++++ Provided data

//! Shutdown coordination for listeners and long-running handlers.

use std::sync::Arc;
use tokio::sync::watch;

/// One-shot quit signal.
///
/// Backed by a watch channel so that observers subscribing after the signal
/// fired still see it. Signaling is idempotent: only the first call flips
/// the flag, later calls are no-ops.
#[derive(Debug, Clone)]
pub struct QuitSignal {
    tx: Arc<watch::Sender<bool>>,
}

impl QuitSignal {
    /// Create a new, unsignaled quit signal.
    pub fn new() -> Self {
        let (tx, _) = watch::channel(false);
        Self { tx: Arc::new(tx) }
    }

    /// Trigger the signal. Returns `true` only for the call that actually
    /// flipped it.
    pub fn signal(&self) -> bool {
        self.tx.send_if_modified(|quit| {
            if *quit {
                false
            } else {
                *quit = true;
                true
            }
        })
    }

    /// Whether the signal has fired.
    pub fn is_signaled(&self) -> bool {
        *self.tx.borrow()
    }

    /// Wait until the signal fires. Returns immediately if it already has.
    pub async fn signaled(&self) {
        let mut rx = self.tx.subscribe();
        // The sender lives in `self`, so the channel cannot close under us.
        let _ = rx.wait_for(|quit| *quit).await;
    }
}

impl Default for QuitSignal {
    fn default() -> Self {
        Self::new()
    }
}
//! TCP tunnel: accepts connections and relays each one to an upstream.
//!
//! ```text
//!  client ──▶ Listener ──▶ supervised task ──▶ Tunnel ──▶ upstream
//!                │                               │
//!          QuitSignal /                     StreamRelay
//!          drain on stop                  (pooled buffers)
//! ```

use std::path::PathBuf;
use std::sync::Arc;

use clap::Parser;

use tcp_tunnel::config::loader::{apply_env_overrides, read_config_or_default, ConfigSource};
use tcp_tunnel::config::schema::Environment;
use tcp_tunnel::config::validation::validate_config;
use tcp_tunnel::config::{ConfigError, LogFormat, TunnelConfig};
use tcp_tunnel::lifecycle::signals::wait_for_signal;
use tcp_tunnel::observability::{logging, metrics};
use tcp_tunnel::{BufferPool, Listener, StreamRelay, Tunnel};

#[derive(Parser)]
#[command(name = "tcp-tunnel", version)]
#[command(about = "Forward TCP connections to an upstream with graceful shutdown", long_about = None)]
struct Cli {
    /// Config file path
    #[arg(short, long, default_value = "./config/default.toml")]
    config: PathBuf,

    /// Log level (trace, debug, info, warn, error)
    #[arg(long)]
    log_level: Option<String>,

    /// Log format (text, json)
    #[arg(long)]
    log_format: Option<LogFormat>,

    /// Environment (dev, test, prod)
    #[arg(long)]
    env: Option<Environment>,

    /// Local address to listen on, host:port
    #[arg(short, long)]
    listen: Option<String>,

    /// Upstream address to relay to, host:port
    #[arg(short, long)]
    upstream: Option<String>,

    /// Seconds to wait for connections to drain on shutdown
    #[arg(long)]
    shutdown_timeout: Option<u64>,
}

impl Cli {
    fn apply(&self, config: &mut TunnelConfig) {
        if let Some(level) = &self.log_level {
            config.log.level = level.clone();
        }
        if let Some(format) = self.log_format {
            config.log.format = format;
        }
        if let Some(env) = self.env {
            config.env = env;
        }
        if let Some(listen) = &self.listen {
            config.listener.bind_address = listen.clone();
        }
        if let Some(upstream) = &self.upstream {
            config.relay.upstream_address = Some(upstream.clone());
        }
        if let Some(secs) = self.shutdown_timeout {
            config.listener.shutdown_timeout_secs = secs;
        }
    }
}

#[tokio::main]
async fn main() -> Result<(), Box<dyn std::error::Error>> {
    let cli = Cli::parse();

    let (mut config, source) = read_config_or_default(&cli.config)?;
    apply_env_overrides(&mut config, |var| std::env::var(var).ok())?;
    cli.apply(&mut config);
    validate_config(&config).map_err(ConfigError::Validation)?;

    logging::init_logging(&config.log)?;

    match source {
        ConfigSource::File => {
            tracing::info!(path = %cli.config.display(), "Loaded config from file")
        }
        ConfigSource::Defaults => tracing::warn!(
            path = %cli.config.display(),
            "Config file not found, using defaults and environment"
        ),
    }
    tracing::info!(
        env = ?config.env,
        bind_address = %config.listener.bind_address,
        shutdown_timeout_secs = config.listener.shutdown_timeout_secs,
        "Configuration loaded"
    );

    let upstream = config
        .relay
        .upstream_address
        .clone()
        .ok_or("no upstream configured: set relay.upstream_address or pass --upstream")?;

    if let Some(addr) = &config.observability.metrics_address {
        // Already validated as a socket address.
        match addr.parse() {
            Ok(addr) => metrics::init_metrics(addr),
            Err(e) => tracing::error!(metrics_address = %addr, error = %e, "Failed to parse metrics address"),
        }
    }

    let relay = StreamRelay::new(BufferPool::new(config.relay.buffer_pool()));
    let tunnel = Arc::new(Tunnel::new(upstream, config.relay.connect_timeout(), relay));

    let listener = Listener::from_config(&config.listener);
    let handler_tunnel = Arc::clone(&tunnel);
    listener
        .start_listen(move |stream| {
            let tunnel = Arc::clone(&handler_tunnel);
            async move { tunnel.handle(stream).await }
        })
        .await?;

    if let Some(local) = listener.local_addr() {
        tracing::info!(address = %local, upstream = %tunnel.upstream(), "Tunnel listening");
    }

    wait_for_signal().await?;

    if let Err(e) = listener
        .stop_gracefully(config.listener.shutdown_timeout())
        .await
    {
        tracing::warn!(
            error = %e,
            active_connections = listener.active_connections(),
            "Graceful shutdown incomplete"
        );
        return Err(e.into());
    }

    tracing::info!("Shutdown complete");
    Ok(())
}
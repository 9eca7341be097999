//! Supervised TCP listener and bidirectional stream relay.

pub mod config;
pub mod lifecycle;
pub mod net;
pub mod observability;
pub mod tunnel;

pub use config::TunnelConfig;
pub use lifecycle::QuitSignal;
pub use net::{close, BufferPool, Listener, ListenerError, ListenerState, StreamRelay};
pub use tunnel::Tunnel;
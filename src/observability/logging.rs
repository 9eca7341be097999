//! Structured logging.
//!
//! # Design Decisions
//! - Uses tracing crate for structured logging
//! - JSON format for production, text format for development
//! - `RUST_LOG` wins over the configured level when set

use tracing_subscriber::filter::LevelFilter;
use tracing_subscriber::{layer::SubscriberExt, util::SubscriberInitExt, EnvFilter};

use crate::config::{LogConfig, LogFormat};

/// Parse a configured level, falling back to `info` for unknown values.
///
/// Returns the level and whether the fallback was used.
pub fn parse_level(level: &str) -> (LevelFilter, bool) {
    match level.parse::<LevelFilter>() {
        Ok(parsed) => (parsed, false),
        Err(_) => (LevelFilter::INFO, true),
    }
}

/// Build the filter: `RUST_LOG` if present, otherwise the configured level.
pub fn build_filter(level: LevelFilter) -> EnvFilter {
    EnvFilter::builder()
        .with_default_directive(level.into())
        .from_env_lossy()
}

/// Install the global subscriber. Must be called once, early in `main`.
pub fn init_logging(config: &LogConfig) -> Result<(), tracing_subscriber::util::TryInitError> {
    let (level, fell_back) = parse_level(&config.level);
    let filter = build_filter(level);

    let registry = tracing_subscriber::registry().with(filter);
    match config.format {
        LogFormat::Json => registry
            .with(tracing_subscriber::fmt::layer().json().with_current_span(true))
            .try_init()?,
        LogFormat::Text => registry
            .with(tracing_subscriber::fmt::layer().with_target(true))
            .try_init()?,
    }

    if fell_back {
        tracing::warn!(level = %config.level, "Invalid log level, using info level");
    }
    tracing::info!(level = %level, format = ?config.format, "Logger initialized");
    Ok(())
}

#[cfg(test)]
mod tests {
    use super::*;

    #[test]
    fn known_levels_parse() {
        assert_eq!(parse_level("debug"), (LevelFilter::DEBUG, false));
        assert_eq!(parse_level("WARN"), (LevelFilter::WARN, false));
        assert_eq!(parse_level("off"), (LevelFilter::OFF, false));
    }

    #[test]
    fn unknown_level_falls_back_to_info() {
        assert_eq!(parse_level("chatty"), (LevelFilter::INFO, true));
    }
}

++++++++
++++ Provided data

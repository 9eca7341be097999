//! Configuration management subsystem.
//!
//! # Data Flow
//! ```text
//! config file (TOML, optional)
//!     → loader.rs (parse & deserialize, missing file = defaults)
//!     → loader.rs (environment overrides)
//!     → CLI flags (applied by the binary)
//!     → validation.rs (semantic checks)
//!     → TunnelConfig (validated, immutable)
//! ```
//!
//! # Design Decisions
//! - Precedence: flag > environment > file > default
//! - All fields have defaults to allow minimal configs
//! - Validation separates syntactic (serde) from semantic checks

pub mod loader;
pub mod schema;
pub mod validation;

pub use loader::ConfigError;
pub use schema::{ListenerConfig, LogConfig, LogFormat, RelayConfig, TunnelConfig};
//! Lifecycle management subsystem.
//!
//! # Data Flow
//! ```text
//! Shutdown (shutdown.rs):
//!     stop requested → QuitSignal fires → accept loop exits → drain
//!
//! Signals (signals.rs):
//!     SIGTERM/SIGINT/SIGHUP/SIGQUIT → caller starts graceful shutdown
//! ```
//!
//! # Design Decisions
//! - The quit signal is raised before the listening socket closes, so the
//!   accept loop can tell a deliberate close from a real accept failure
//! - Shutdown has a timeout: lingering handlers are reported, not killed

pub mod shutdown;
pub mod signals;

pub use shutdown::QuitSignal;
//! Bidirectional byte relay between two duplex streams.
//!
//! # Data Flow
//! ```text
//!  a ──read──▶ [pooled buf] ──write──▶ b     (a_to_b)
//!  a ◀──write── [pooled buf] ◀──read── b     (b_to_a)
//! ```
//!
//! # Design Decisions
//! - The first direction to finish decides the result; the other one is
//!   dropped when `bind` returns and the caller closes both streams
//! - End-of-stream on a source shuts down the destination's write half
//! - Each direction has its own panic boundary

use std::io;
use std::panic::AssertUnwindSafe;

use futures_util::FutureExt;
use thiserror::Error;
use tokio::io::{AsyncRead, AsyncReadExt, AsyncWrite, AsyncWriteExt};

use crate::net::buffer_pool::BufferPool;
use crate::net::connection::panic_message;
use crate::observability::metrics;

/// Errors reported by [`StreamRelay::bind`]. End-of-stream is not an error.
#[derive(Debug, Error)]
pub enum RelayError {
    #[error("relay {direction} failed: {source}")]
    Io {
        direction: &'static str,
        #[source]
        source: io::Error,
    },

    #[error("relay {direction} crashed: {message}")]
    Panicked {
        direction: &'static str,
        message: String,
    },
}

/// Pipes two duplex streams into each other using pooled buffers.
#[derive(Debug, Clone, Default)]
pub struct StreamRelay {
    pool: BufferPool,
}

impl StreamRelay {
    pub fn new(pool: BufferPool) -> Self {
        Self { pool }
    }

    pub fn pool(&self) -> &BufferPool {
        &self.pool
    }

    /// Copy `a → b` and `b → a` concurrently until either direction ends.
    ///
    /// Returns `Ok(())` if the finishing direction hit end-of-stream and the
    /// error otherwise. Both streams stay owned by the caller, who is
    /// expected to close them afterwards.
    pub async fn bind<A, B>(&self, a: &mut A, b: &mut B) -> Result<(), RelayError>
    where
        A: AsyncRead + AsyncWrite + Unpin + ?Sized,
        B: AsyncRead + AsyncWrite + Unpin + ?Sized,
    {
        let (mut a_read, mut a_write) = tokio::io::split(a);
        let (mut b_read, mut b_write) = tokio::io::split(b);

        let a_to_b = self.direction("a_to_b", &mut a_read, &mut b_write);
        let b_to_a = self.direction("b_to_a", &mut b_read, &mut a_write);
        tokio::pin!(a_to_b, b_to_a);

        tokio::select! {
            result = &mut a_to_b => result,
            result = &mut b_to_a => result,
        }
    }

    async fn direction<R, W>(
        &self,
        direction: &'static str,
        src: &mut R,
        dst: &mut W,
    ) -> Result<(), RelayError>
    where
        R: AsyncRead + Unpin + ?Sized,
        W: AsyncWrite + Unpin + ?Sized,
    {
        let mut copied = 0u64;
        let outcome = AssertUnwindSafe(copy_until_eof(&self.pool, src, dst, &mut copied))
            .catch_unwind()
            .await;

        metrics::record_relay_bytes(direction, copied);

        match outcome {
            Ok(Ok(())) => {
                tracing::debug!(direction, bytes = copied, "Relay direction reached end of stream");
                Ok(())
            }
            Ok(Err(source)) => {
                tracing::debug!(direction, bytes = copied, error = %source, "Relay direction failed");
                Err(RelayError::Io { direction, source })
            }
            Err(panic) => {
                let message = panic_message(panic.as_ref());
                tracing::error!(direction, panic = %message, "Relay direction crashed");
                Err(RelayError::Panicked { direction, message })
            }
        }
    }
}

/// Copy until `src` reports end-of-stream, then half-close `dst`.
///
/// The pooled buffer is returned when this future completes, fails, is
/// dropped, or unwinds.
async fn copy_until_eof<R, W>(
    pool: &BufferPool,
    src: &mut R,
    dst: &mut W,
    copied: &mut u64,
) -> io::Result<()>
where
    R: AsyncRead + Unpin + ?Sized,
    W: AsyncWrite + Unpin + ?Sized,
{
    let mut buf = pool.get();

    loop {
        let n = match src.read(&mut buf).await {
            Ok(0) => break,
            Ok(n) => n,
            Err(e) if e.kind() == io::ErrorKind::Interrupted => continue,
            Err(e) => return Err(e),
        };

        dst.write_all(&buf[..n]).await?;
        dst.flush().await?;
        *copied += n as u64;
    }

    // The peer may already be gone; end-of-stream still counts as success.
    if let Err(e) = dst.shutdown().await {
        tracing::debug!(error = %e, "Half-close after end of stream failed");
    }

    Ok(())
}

++++++++

## [What is being asked]
Among the lines of the preceding data, which ones hold the word "TunnelConfig"? List them.

## [Result]
use tcp_tunnel::config::{ConfigError, LogFormat, TunnelConfig};
    fn apply(&self, config: &mut TunnelConfig) {
pub use config::TunnelConfig;
//!     → TunnelConfig (validated, immutable)
pub use schema::{ListenerConfig, LogConfig, LogFormat, RelayConfig, TunnelConfig};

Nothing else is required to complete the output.